Vizio to Pay $2.2 Million Settlement Fee over Smart TV Data Mining

The Associated Press
The Associated Press

Smart TV manufacturer Vizio will be forced to pay a $2.2 million settlement fee following the discovery that their TVs collected information from 11 million devices without the knowledge or consent of the owners.

Ars Technica reports that a complaint filed on Monday by the US Federal Trade Commission states that Vizio’s internet connected TVs contained automated content recognition software, which was used to capture data of what the TVs displayed without the owners permission. This data, along with personal information about the TV owner, was transmitted back to Vizio servers where it was sold by Vizio to third-parties who used the data to gain insight into audience measurement, analysis, and tracking.

FTC lawyers state in the filed complaint, “For all of these uses, Defendants provide highly specific, second-by-second information about television viewing. Each line of a report provides viewing information about a single television. In a securities filing, Vizio states that its data analytics program, for example, ‘provides highly specific viewing behavior data on a massive scale with great accuracy, which can be used to generate intelligent insights for advertisers and media content providers.'”

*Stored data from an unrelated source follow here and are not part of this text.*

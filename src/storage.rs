//! Raster blob storage.
//!
//! Blobs are addressed by a relative, `/`-separated path such as
//! `images/ab/ab12...ef.jpg`. Callers translate I/O failures into the
//! pipeline error that fits their operation (unreadable source, failed
//! write), so the trait stays on `std::io::Result`.

use sha2::{Digest, Sha256};
use std::fs;
use std::io::{self, Write};
use std::path::{Component, Path, PathBuf};

pub trait BlobStore: Send + Sync {
    fn read(&self, path: &str) -> io::Result<Vec<u8>>;

    /// Write the blob, replacing any previous content at `path`.
    fn write(&self, path: &str, data: &[u8]) -> io::Result<()>;

    fn delete(&self, path: &str) -> io::Result<()>;

    fn exists(&self, path: &str) -> io::Result<bool>;
}

/// Content-addressed path for an uploaded raster.
pub fn content_path(data: &[u8], extension: &str) -> String {
    let digest = format!("{:x}", Sha256::digest(data));
    let ext = extension.trim_start_matches('.').to_lowercase();
    format!("images/{}/{}.{}", &digest[..2], digest, ext)
}

/// Short hex tag derived from content, used in generated file names.
pub fn content_tag(data: &[u8]) -> String {
    let digest = format!("{:x}", Sha256::digest(data));
    digest[..8].to_string()
}

/// Filesystem-backed store rooted at a directory.
pub struct FsBlobStore {
    root: PathBuf,
}

impl FsBlobStore {
    pub fn new(root: impl Into<PathBuf>) -> Self {
        Self { root: root.into() }
    }

    /// Resolve a relative blob path, refusing anything that escapes the root.
    fn resolve(&self, path: &str) -> io::Result<PathBuf> {
        let rel = Path::new(path);
        let escapes = rel
            .components()
            .any(|c| !matches!(c, Component::Normal(_) | Component::CurDir));
        if path.is_empty() || escapes {
            return Err(io::Error::new(
                io::ErrorKind::InvalidInput,
                format!("invalid blob path: {:?}", path),
            ));
        }
        Ok(self.root.join(rel))
    }
}

impl BlobStore for FsBlobStore {
    fn read(&self, path: &str) -> io::Result<Vec<u8>> {
        fs::read(self.resolve(path)?)
    }

    fn write(&self, path: &str, data: &[u8]) -> io::Result<()> {
        let target = self.resolve(path)?;
        if let Some(parent) = target.parent() {
            fs::create_dir_all(parent)?;
        }

        // Write beside the target and rename so readers never see a partial file.
        let tmp = target.with_extension("partial");
        {
            let mut file = fs::File::create(&tmp)?;
            file.write_all(data)?;
            file.sync_all()?;
        }
        fs::rename(&tmp, &target).inspect_err(|_| {
            let _ = fs::remove_file(&tmp);
        })
    }

    fn delete(&self, path: &str) -> io::Result<()> {
        match fs::remove_file(self.resolve(path)?) {
            Ok(()) => Ok(()),
            Err(e) if e.kind() == io::ErrorKind::NotFound => Ok(()),
            Err(e) => Err(e),
        }
    }

    fn exists(&self, path: &str) -> io::Result<bool> {
        Ok(self.resolve(path)?.is_file())
    }
}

Vizio officials defended the data collection in a statement: “The ACR program never paired viewing data with personally identifiable information such as name or contact information, and the Commission did not allege or contend otherwise. Instead, as the Complaint notes, the practices challenged by the government related only to the use of viewing data in the ‘aggregate’ to create summary reports measuring viewing audiences or behaviors.”

Vizio’s data collection dates back to February 2014 when new devices were shipped with ACR installed and older models were updated with with ACR via the internet. The ACR software collected personal data from all Vizio TV users such as their IP address, age, sex, income, marital status, household size, education level and home ownership. This data mining was hidden under the guise of a feature called “Smart interactivity” that was described as a feature that “enables program offers and suggestions.”

The complaint further elaborated on the technical information that Vizio TV’s collected from their users,

Through the ACR software, Vizio’s televisions transmit information about what a consumer is watching on a second-by-second basis. Defendants’ ACR software captures information about a selection of pixels on the screen and sends that data to Vizio servers, where it is uniquely matched to a database of publicly available television, movie, and commercial content. Defendants collect viewing data from cable or broadband service providers, set-top boxes, external streaming devices, DVD players, and over-the-air broadcasts. Defendants have stated that the ACR software captures up to 100 billion data points each day from more than 10 million VIZIO televisions. Defendants store this data indefinitely.

Defendants’ ACR software also periodically collects other information about the television, including IP address, wired and wireless MAC addresses, WiFi signal strength, nearby WiFi access points, and other items.

Vizio will pay $1.5 million to the Federal Trade Commission and $700,000 to the New Jersey Division of Consumer affairs with the stipulation that Vizio must delete all data collected before March 1st 2016.